## [EXERCISE DIRECTIONS]
Set down all of the data again, character for character.

## [Saved data entries]

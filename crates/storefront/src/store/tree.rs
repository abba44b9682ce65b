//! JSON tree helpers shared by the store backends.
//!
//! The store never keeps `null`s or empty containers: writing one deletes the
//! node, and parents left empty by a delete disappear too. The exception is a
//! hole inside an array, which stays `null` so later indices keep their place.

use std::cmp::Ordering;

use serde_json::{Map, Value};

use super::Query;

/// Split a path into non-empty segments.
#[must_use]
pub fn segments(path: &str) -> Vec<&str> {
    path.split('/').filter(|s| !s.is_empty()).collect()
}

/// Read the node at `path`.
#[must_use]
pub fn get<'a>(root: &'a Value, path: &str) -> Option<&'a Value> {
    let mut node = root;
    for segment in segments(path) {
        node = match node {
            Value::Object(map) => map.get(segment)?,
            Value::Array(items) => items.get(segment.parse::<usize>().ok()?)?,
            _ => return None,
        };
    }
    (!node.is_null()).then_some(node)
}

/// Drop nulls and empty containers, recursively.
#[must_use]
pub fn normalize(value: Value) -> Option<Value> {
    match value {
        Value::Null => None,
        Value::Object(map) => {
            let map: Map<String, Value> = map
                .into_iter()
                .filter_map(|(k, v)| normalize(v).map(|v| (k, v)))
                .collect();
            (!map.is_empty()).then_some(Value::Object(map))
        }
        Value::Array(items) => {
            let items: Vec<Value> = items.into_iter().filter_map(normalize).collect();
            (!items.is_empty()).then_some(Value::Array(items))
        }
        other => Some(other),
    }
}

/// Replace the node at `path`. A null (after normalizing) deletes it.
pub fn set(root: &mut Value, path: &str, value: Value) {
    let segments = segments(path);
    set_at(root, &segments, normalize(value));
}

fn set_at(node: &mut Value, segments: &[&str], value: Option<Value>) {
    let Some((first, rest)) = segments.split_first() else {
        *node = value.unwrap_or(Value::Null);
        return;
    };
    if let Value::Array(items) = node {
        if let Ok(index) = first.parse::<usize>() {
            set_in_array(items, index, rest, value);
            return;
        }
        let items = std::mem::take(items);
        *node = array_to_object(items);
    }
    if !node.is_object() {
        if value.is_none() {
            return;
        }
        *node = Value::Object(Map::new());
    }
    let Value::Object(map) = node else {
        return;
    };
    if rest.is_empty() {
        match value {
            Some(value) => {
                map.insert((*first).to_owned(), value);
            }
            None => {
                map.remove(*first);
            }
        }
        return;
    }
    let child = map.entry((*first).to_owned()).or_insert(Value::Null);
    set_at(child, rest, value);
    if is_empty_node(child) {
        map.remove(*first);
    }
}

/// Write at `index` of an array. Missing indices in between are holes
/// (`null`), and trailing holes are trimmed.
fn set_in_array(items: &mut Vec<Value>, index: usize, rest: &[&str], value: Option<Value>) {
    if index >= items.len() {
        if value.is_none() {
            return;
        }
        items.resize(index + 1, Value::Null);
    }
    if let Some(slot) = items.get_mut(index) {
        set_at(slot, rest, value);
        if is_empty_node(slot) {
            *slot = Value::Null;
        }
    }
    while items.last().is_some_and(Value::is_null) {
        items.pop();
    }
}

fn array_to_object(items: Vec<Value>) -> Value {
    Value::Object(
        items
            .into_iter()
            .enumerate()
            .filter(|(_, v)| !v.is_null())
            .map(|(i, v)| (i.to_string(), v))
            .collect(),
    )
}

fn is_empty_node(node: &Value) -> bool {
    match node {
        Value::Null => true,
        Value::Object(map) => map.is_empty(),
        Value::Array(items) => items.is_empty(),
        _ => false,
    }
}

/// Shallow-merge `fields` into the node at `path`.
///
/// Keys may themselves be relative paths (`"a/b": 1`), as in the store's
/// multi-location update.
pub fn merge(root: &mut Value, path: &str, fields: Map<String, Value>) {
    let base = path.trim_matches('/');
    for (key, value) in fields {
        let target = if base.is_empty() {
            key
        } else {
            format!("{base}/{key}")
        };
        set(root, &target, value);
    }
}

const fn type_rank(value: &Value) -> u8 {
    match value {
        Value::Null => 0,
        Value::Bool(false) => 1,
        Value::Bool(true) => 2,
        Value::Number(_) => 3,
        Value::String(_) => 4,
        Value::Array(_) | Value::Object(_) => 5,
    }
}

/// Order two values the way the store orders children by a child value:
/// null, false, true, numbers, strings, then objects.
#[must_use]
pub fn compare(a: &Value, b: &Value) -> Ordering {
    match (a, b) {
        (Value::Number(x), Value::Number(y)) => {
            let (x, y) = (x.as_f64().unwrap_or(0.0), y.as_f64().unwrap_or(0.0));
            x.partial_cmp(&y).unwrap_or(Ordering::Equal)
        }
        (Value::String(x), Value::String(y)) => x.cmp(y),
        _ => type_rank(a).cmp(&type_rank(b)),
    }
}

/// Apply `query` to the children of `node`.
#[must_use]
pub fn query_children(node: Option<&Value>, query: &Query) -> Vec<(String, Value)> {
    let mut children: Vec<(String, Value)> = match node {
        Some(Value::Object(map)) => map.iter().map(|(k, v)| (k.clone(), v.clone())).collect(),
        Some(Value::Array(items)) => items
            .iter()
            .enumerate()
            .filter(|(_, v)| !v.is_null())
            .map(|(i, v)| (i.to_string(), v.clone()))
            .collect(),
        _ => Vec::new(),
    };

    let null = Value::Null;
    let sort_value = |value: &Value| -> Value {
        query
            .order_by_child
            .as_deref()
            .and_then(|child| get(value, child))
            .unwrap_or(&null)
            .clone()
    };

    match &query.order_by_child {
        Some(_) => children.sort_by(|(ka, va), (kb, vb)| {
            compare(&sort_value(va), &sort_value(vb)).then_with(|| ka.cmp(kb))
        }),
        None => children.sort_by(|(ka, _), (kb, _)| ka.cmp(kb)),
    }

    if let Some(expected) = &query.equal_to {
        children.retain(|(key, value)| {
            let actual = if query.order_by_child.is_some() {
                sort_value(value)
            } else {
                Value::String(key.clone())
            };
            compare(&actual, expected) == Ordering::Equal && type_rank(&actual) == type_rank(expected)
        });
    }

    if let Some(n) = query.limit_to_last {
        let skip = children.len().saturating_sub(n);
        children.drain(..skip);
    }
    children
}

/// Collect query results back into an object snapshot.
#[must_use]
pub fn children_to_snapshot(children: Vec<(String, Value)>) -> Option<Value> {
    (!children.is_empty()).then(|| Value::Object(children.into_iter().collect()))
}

## [EXERCISE ANSWER]
filename crates/storefront/src/store/tree.rs
repository abba44b9682ce65b
//! JSON tree helpers shared by the store backends.
//!
//! The store never keeps `null`s or empty containers: writing one deletes the
//! node, and parents left empty by a delete disappear too. The exception is a
//! hole inside an array, which stays `null` so later indices keep their place.

use std::cmp::Ordering;

use serde_json::{Map, Value};

use super::Query;

/// Split a path into non-empty segments.
#[must_use]
pub fn segments(path: &str) -> Vec<&str> {
    path.split('/').filter(|s| !s.is_empty()).collect()
}

/// Read the node at `path`.
#[must_use]
pub fn get<'a>(root: &'a Value, path: &str) -> Option<&'a Value> {
    let mut node = root;
    for segment in segments(path) {
        node = match node {
            Value::Object(map) => map.get(segment)?,
            Value::Array(items) => items.get(segment.parse::<usize>().ok()?)?,
            _ => return None,
        };
    }
    (!node.is_null()).then_some(node)
}

/// Drop nulls and empty containers, recursively.
#[must_use]
pub fn normalize(value: Value) -> Option<Value> {
    match value {
        Value::Null => None,
        Value::Object(map) => {
            let map: Map<String, Value> = map
                .into_iter()
                .filter_map(|(k, v)| normalize(v).map(|v| (k, v)))
                .collect();
            (!map.is_empty()).then_some(Value::Object(map))
        }
        Value::Array(items) => {
            let items: Vec<Value> = items.into_iter().filter_map(normalize).collect();
            (!items.is_empty()).then_some(Value::Array(items))
        }
        other => Some(other),
    }
}

/// Replace the node at `path`. A null (after normalizing) deletes it.
pub fn set(root: &mut Value, path: &str, value: Value) {
    let segments = segments(path);
    set_at(root, &segments, normalize(value));
}

fn set_at(node: &mut Value, segments: &[&str], value: Option<Value>) {
    let Some((first, rest)) = segments.split_first() else {
        *node = value.unwrap_or(Value::Null);
        return;
    };
    if let Value::Array(items) = node {
        if let Ok(index) = first.parse::<usize>() {
            set_in_array(items, index, rest, value);
            return;
        }
        let items = std::mem::take(items);
        *node = array_to_object(items);
    }
    if !node.is_object() {
        if value.is_none() {
            return;
        }
        *node = Value::Object(Map::new());
    }
    let Value::Object(map) = node else {
        return;
    };
    if rest.is_empty() {
        match value {
            Some(value) => {
                map.insert((*first).to_owned(), value);
            }
            None => {
                map.remove(*first);
            }
        }
        return;
    }
    let child = map.entry((*first).to_owned()).or_insert(Value::Null);
    set_at(child, rest, value);
    if is_empty_node(child) {
        map.remove(*first);
    }
}

/// Write at `index` of an array. Missing indices in between are holes
/// (`null`), and trailing holes are trimmed.
fn set_in_array(items: &mut Vec<Value>, index: usize, rest: &[&str], value: Option<Value>) {
    if index >= items.len() {
        if value.is_none() {
            return;
        }
        items.resize(index + 1, Value::Null);
    }
    if let Some(slot) = items.get_mut(index) {
        set_at(slot, rest, value);
        if is_empty_node(slot) {
            *slot = Value::Null;
        }
    }
    while items.last().is_some_and(Value::is_null) {
        items.pop();
    }
}

fn array_to_object(items: Vec<Value>) -> Value {
    Value::Object(
        items
            .into_iter()
            .enumerate()
            .filter(|(_, v)| !v.is_null())
            .map(|(i, v)| (i.to_string(), v))
            .collect(),
    )
}

fn is_empty_node(node: &Value) -> bool {
    match node {
        Value::Null => true,
        Value::Object(map) => map.is_empty(),
        Value::Array(items) => items.is_empty(),
        _ => false,
    }
}

/// Shallow-merge `fields` into the node at `path`.
///
/// Keys may themselves be relative paths (`"a/b": 1`), as in the store's
/// multi-location update.
pub fn merge(root: &mut Value, path: &str, fields: Map<String, Value>) {
    let base = path.trim_matches('/');
    for (key, value) in fields {
        let target = if base.is_empty() {
            key
        } else {
            format!("{base}/{key}")
        };
        set(root, &target, value);
    }
}

const fn type_rank(value: &Value) -> u8 {
    match value {
        Value::Null => 0,
        Value::Bool(false) => 1,
        Value::Bool(true) => 2,
        Value::Number(_) => 3,
        Value::String(_) => 4,
        Value::Array(_) | Value::Object(_) => 5,
    }
}

/// Order two values the way the store orders children by a child value:
/// null, false, true, numbers, strings, then objects.
#[must_use]
pub fn compare(a: &Value, b: &Value) -> Ordering {
    match (a, b) {
        (Value::Number(x), Value::Number(y)) => {
            let (x, y) = (x.as_f64().unwrap_or(0.0), y.as_f64().unwrap_or(0.0));
            x.partial_cmp(&y).unwrap_or(Ordering::Equal)
        }
        (Value::String(x), Value::String(y)) => x.cmp(y),
        _ => type_rank(a).cmp(&type_rank(b)),
    }
}

/// Apply `query` to the children of `node`.
#[must_use]
pub fn query_children(node: Option<&Value>, query: &Query) -> Vec<(String, Value)> {
    let mut children: Vec<(String, Value)> = match node {
        Some(Value::Object(map)) => map.iter().map(|(k, v)| (k.clone(), v.clone())).collect(),
        Some(Value::Array(items)) => items
            .iter()
            .enumerate()
            .filter(|(_, v)| !v.is_null())
            .map(|(i, v)| (i.to_string(), v.clone()))
            .collect(),
        _ => Vec::new(),
    };

    let null = Value::Null;
    let sort_value = |value: &Value| -> Value {
        query
            .order_by_child
            .as_deref()
            .and_then(|child| get(value, child))
            .unwrap_or(&null)
            .clone()
    };

    match &query.order_by_child {
        Some(_) => children.sort_by(|(ka, va), (kb, vb)| {
            compare(&sort_value(va), &sort_value(vb)).then_with(|| ka.cmp(kb))
        }),
        None => children.sort_by(|(ka, _), (kb, _)| ka.cmp(kb)),
    }

    if let Some(expected) = &query.equal_to {
        children.retain(|(key, value)| {
            let actual = if query.order_by_child.is_some() {
                sort_value(value)
            } else {
                Value::String(key.clone())
            };
            compare(&actual, expected) == Ordering::Equal && type_rank(&actual) == type_rank(expected)
        });
    }

    if let Some(n) = query.limit_to_last {
        let skip = children.len().saturating_sub(n);
        children.drain(..skip);
    }
    children
}

/// Collect query results back into an object snapshot.
#[must_use]
pub fn children_to_snapshot(children: Vec<(String, Value)>) -> Option<Value> {
    (!children.is_empty()).then(|| Value::Object(children.into_iter().collect()))
}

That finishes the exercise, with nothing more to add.